• _Dataset entries_
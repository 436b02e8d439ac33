use rusqlite::{Connection, TransactionBehavior, params};

use super::error::{CompositionError, CompositionResult, is_foreign_key_violation};
use crate::model::{Difficulty, QuestionStatus};
use crate::util::now_utc_string;

#[derive(Debug, Clone)]
pub struct NewUserQuestion {
    pub question: String,
    pub answer: String,
    pub difficulty: Difficulty,
    pub category_id: Option<i64>,
    pub created_by: Option<i64>,
    pub notes: Option<String>,
}

pub fn create_user_question(
    connection: &Connection,
    new_question: &NewUserQuestion,
) -> CompositionResult<i64> {
    connection
        .execute(
            "
            INSERT INTO user_generated_questions(
              question, answer, category_id, difficulty, created_by, created_at, status, notes
            )
            VALUES(?1, ?2, ?3, ?4, ?5, ?6, ?7, ?8)
            ",
            params![
                new_question.question,
                new_question.answer,
                new_question.category_id,
                new_question.difficulty.as_str(),
                new_question.created_by,
                now_utc_string(),
                QuestionStatus::Active.as_str(),
                new_question.notes,
            ],
        )
        .map_err(|err| {
            if is_foreign_key_violation(&err) {
                CompositionError::NotFound {
                    entity: "category",
                    id: new_question.category_id.unwrap_or_default(),
                }
            } else {
                err.into()
            }
        })?;

    Ok(connection.last_insert_rowid())
}

/// Moderation only moves the status; a `deleted` question stays in place for the
/// rounds that already use it.
pub fn moderate_user_question(
    connection: &Connection,
    question_id: i64,
    status: QuestionStatus,
) -> CompositionResult<()> {
    let changed = connection.execute(
        "UPDATE user_generated_questions SET status = ?1 WHERE id = ?2",
        params![status.as_str(), question_id],
    )?;
    if changed == 0 {
        return Err(CompositionError::NotFound {
            entity: "user question",
            id: question_id,
        });
    }
    Ok(())
}

/// Hard-deletes a user question. Rejected while any round slot still points at it.
pub fn purge_user_question(connection: &mut Connection, question_id: i64) -> CompositionResult<()> {
    let tx = connection.transaction_with_behavior(TransactionBehavior::Immediate)?;

    let referenced: bool = tx.query_row(
        "SELECT EXISTS(SELECT 1 FROM round_questions WHERE user_question_id = ?1)",
        params![question_id],
        |row| row.get(0),
    )?;
    if referenced {
        return Err(CompositionError::QuestionReferenced { id: question_id });
    }

    let changed = tx
        .execute(
            "DELETE FROM user_generated_questions WHERE id = ?1",
            params![question_id],
        )
        .map_err(|err| {
            if is_foreign_key_violation(&err) {
                CompositionError::QuestionReferenced { id: question_id }
            } else {
                err.into()
            }
        })?;
    if changed == 0 {
        return Err(CompositionError::NotFound {
            entity: "user question",
            id: question_id,
        });
    }

    tx.commit()?;
    Ok(())
}
use rusqlite::types::Type;
use rusqlite::{Connection, Row, params};
use serde::Serialize;

use super::error::CompositionResult;
use super::slots::QuestionRef;
use crate::model::Difficulty;

/// One row of `normalized_questions_view`: a round slot merged with whichever
/// question table it references.
#[derive(Debug, Clone, PartialEq, Eq, Serialize)]
pub struct NormalizedSlot {
    pub round_question_id: i64,
    pub round_id: i64,
    pub question_number: i64,
    pub source: QuestionRef,
    pub question: String,
    pub answer: String,
    pub difficulty: Difficulty,
    pub category_id: Option<i64>,
    pub category_name: String,
}

fn conversion_error(column: usize, message: String) -> rusqlite::Error {
    rusqlite::Error::FromSqlConversionFailure(column, Type::Text, message.into())
}

fn slot_from_row(row: &Row<'_>) -> rusqlite::Result<NormalizedSlot> {
    let kind: String = row.get(4)?;
    let source = QuestionRef::from_view(&kind, row.get(3)?)
        .ok_or_else(|| conversion_error(4, format!("unknown question type {kind:?}")))?;

    let raw_difficulty: String = row.get(7)?;
    let difficulty = Difficulty::from_db(&raw_difficulty)
        .ok_or_else(|| conversion_error(7, format!("unknown difficulty {raw_difficulty:?}")))?;

    Ok(NormalizedSlot {
        round_question_id: row.get(0)?,
        round_id: row.get(1)?,
        question_number: row.get(2)?,
        source,
        question: row.get(5)?,
        answer: row.get(6)?,
        difficulty,
        category_id: row.get(8)?,
        category_name: row.get(9)?,
    })
}

const VIEW_COLUMNS: &str = "
    round_question_id, round_id, question_number, question_id, question_type,
    question, answer, difficulty, category_id, category_name
";

pub fn round_questions(
    connection: &Connection,
    round_id: i64,
) -> CompositionResult<Vec<NormalizedSlot>> {
    let sql = format!(
        "SELECT {VIEW_COLUMNS} FROM normalized_questions_view WHERE round_id = ?1 ORDER BY question_number"
    );
    let mut statement = connection.prepare(&sql)?;
    let rows = statement.query_map(params![round_id], slot_from_row)?;
    Ok(rows.collect::<rusqlite::Result<Vec<_>>>()?)
}
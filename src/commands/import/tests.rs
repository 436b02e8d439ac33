use std::fs;
use std::path::{Path, PathBuf};

use rusqlite::Connection;

use super::run::read_sanitized;
use super::sanitize::*;
use super::staging::*;
use crate::cli::{ImportArgs, SourceEncoding, StoreArgs};
use crate::db::{count_rows, open_in_memory};

fn line(source_line: usize, text: &str) -> SanitizedLine {
    SanitizedLine {
        source_line,
        text: text.to_string(),
    }
}

fn archive_line(fields: [&str; 9]) -> String {
    fields.join("\t")
}

#[test]
fn clean_text_collapses_quote_variants_and_entities() {
    assert_eq!(
        clean_text("\u{201C}Hamlet\u{201D} &amp; &quot;Lear&quot;"),
        "\"Hamlet\" &amp; \"Lear\""
    );
    assert_eq!(clean_text("It\u{2019}s &apos;here&apos;"), "It's 'here'");
    assert_eq!(clean_text("\u{00AB}Bonjour\u{00BB}"), "\"Bonjour\"");
}

#[test]
fn clean_text_drops_invisible_pictographic_and_control_content() {
    assert_eq!(clean_text("zero\u{200B}width\u{FEFF}"), "zerowidth");
    assert_eq!(clean_text("hot \u{1F525} take \u{2600}"), "hot  take ");
    assert_eq!(clean_text("bell\u{0007}ring"), "bellring");
    assert_eq!(clean_text("keep\ttab"), "keep\ttab");
}

#[test]
fn clean_text_folds_accents_to_ascii() {
    assert_eq!(clean_text("Caf\u{00E9} Mot\u{00F6}rhead"), "Cafe Motorhead");
    assert_eq!(clean_text("\u{4E2D}\u{6587}"), "");
    assert_eq!(clean_text("$1,000 (50%)!"), "$1,000 (50%)!");
}

#[test]
fn quote_field_follows_delimited_text_convention() {
    assert_eq!(quote_field("plain"), "plain");
    assert_eq!(quote_field("a, b"), "\"a, b\"");
    assert_eq!(quote_field("say \"hi\""), "\"say \"\"hi\"\"\"");
    assert_eq!(quote_field("tab\there"), "\"tab\there\"");
}

#[test]
fn split_fields_honors_quoted_tabs_and_escaped_quotes() {
    let fields = split_fields("1\t\"a\tb\"\t\"he said \"\"no\"\"\"\t");
    assert_eq!(fields, vec!["1", "a\tb", "he said \"no\"", ""]);

    let literal = split_fields("1\tthe \"Raven\"\t2");
    assert_eq!(literal, vec!["1", "the \"Raven\"", "2"]);
}

#[test]
fn unbalanced_leading_quote_stays_literal() {
    let raw = "1\t200\t\tPOETRY\t\t\"Quoth the raven, nevermore\tPoe\t1999-01-01\t";
    assert_eq!(split_fields(raw).len(), 9);

    let row = parse_staging_row(&line(8, &sanitize_line(raw))).expect("nine columns survive");
    assert_eq!(row.answer.as_deref(), Some("\"Quoth the raven, nevermore"));
    assert_eq!(row.question.as_deref(), Some("Poe"));
    assert_eq!(row.air_date.as_deref(), Some("1999-01-01"));
}

#[test]
fn leading_quoted_title_keeps_its_quotes() {
    let answer = "\"Hey Jude\" & \"Let It Be\" were Beatles hits";
    let raw = archive_line(["2", "400", "", "MUSIC", "", answer, "The Beatles", "2004-02-02", ""]);

    let fields = split_fields(&raw);
    assert_eq!(fields.len(), 9);
    assert_eq!(fields[5], answer);

    let row = parse_staging_row(&line(9, &sanitize_line(&raw))).expect("row should parse");
    assert_eq!(row.answer.as_deref(), Some(answer));
}

#[test]
fn unbalanced_quote_row_loads_with_its_file() {
    let mut connection = open_in_memory().expect("in-memory db");
    let good = archive_line(["1", "100", "", "HISTORY", "", "a", "q", "1990-01-01", ""]);
    let unbalanced = sanitize_line(
        "1\t200\t\tPOETRY\t\t\"Quoth the raven, nevermore\tPoe\t1999-01-01\t",
    );

    let staged = load_staging_file(
        &mut connection,
        "default",
        "f.tsv",
        &[line(7, &good), line(8, &unbalanced)],
    )
    .expect("both rows load");
    assert_eq!(staged, 2);
}

#[test]
fn sanitized_line_with_embedded_tab_keeps_column_count() {
    let raw = "1\t200\t\tPOETS\t\"a\ttab\"\tWrote \u{201C}The Raven\u{201D}\tPoe\t1999-01-01\t";
    let original_count = split_fields(raw).len();
    assert_eq!(original_count, 9);

    let sanitized = sanitize_line(raw);
    let row = parse_staging_row(&line(7, &sanitized)).expect("sanitized line should parse");

    assert_eq!(row.comments.as_deref(), Some("a\ttab"));
    assert_eq!(row.answer.as_deref(), Some("Wrote \"The Raven\""));
    assert_eq!(row.question.as_deref(), Some("Poe"));
    assert_eq!(row.notes, None);
}

#[test]
fn decode_line_rejects_invalid_utf8_but_accepts_latin1() {
    let bytes = b"caf\xE9";
    assert_eq!(decode_line(bytes, SourceEncoding::Utf8), None);
    assert_eq!(
        decode_line(bytes, SourceEncoding::Latin1).as_deref(),
        Some("caf\u{00E9}")
    );
}

#[test]
fn parse_staging_row_maps_empty_fields_to_null() {
    let text = archive_line([
        "2", "", "", "SCIENCE", "", "This element has symbol Fe", "Iron", "not a date", "",
    ]);
    let row = parse_staging_row(&line(10, &text)).expect("row should parse");

    assert_eq!(row.source_line, 10);
    assert_eq!(row.round, Some(2));
    assert_eq!(row.clue_value, None);
    assert_eq!(row.daily_double_value, None);
    assert_eq!(row.category.as_deref(), Some("SCIENCE"));
    assert_eq!(row.comments, None);
    assert_eq!(row.air_date.as_deref(), Some("not a date"));
}

#[test]
fn parse_staging_row_rejects_wrong_column_count() {
    let err = parse_staging_row(&line(12, "1\t200\tSCIENCE")).expect_err("short row must fail");
    assert!(err.to_string().contains("expected 9 columns, found 3"));
}

#[test]
fn parse_staging_row_rejects_values_outside_smallint() {
    let text = archive_line(["1", "40000", "", "HISTORY", "", "a", "q", "2001-01-01", ""]);
    let err = parse_staging_row(&line(3, &text)).expect_err("overflow must fail");
    assert!(err.to_string().contains("clue_value"));
}

#[test]
fn load_staging_file_is_all_or_nothing() {
    let mut connection = open_in_memory().expect("in-memory db");
    let good = archive_line(["1", "100", "", "HISTORY", "", "a", "q", "1990-01-01", ""]);

    let staged = load_staging_file(
        &mut connection,
        "default",
        "season1.tsv",
        &[line(7, &good), line(8, &good)],
    )
    .expect("valid file loads");
    assert_eq!(staged, 2);

    let result = load_staging_file(
        &mut connection,
        "default",
        "season2.tsv",
        &[line(7, &good), line(8, "1\tbroken")],
    );
    assert!(result.is_err());

    let total = count_rows(&connection, "SELECT COUNT(*) FROM staging_records").expect("count");
    assert_eq!(total, 2);
}

#[test]
fn read_sanitized_skips_header_and_undecodable_lines() {
    let dir = tempfile::tempdir().expect("tempdir");
    let path = dir.path().join("season1.tsv");

    let mut contents = Vec::new();
    for header in 0..6 {
        contents.extend_from_slice(format!("# header {header}\n").as_bytes());
    }
    contents.extend_from_slice(
        archive_line(["1", "100", "", "HISTORY", "", "a", "q", "1990-01-01", ""]).as_bytes(),
    );
    contents.extend_from_slice(b"\r\n");
    contents.extend_from_slice(b"1\t200\t\tBAD\t\tcaf\xE9\tq\t1990-01-01\t\n");
    contents.extend_from_slice(b"\n");
    fs::write(&path, contents).expect("write archive");

    let sanitized =
        read_sanitized(&path, 6, SourceEncoding::Utf8).expect("file should be readable");
    assert_eq!(sanitized.lines_read, 2);
    assert_eq!(sanitized.encoding_skipped, 1);
    assert_eq!(sanitized.lines.len(), 1);
    assert_eq!(sanitized.lines[0].source_line, 7);

    let latin1 =
        read_sanitized(&path, 6, SourceEncoding::Latin1).expect("file should be readable");
    assert_eq!(latin1.encoding_skipped, 0);
    assert_eq!(latin1.lines.len(), 2);
    assert!(latin1.lines[1].text.contains("cafe"));
}

fn write_archive(path: &Path, rows: &[String]) {
    let mut contents = String::new();
    for header in 0..6 {
        contents.push_str(&format!("# header {header}\n"));
    }
    for row in rows {
        contents.push_str(row);
        contents.push('\n');
    }
    fs::write(path, contents).expect("write archive");
}

#[test]
fn import_run_continues_past_aborted_file_and_writes_manifest() {
    let dir = tempfile::tempdir().expect("tempdir");
    let good = archive_line(["1", "100", "", "HISTORY", "", "a", "q", "1990-01-01", ""]);

    let season1 = dir.path().join("season1.tsv");
    write_archive(&season1, &[good.clone(), good.clone()]);
    let season2 = dir.path().join("season2.tsv");
    write_archive(&season2, &[good, "1\tbroken".to_string()]);

    let manifest_path = dir.path().join("import.json");
    let cleaned_dir = dir.path().join("cleaned");
    let args = ImportArgs {
        store: StoreArgs {
            cache_root: dir.path().join("cache"),
            db_path: None,
        },
        files: vec![season1, season2],
        scope: "default".to_string(),
        header_lines: 6,
        source_encoding: SourceEncoding::Utf8,
        cleaned_dir: Some(cleaned_dir.clone()),
        manifest_path: Some(manifest_path.clone()),
    };
    let db_path: PathBuf = args.store.resolved_db_path();

    let result = super::run(args);
    assert!(result.is_err(), "an aborted file makes the run fail");

    let manifest: serde_json::Value =
        serde_json::from_str(&fs::read_to_string(&manifest_path).expect("read manifest"))
            .expect("manifest is json");
    assert_eq!(manifest["status"], "completed_with_errors");
    assert_eq!(manifest["totals"]["files_loaded"], 1);
    assert_eq!(manifest["totals"]["files_aborted"], 1);
    assert_eq!(manifest["totals"]["rows_staged"], 2);
    assert_eq!(manifest["files"][0]["status"], "loaded");
    assert_eq!(manifest["files"][0]["sha256"].as_str().map(str::len), Some(64));
    assert_eq!(manifest["files"][1]["status"], "aborted");
    assert!(
        manifest["files"][1]["error"]
            .as_str()
            .is_some_and(|error| error.contains("expected 9 columns"))
    );

    let cleaned =
        fs::read_to_string(cleaned_dir.join("season1.cleaned.tsv")).expect("cleaned file");
    assert_eq!(cleaned.lines().count(), 2);

    let connection = Connection::open(&db_path).expect("open db");
    assert_eq!(
        count_rows(&connection, "SELECT COUNT(*) FROM staging_records").expect("count"),
        2
    );
}
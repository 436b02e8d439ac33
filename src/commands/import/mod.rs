mod run;
mod sanitize;
mod staging;
#[cfg(test)]
mod tests;

pub use run::run;
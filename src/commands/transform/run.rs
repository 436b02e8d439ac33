use anyhow::Result;
use chrono::Utc;
use tracing::info;

use super::normalize::normalize_scope;
use crate::cli::TransformArgs;
use crate::db::{DB_SCHEMA_VERSION, open_database};
use crate::model::TransformRunManifest;
use crate::util::{ensure_directory, now_utc_string, run_paths, utc_compact_string, write_json_pretty};

pub fn run(args: TransformArgs) -> Result<()> {
    let started_ts = Utc::now();
    let started_at = now_utc_string();
    let run_id = format!("transform-{}", utc_compact_string(started_ts));

    let manifest_dir = args.store.manifest_dir();
    ensure_directory(&manifest_dir)?;
    let manifest_path = args.manifest_path.clone().unwrap_or_else(|| {
        manifest_dir.join(format!(
            "transform_run_{}.json",
            utc_compact_string(started_ts)
        ))
    });
    let db_path = args.store.resolved_db_path();

    info!(run_id = %run_id, scope = %args.scope, db_path = %db_path.display(), "starting transform");

    let mut connection = open_database(&db_path)?;
    let counts = normalize_scope(&mut connection, &args.scope, args.keep_staging)?;

    let manifest = TransformRunManifest {
        manifest_version: 1,
        run_id,
        db_schema_version: DB_SCHEMA_VERSION.to_string(),
        status: "completed".to_string(),
        started_at,
        updated_at: now_utc_string(),
        scope: args.scope.clone(),
        paths: run_paths(&args.store),
        counts: counts.clone(),
    };
    write_json_pretty(&manifest_path, &manifest)?;
    info!(path = %manifest_path.display(), "wrote transform run manifest");

    info!(
        staged = counts.staged_records,
        categories_inserted = counts.categories_inserted,
        imported = counts.questions_inserted,
        skipped_missing_text = counts.skipped_missing_text,
        skipped_unresolved_category = counts.skipped_unresolved_category,
        easy = counts.easy,
        medium = counts.medium,
        hard = counts.hard,
        null_air_dates = counts.null_air_dates,
        staging_rows_discarded = counts.staging_rows_discarded,
        "transform completed"
    );

    Ok(())
}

• _TASK ITEM_
State how many lines in the entries above include the word "CompositionResult"; reply with the number alone.

• _TASK OUTPUT_
6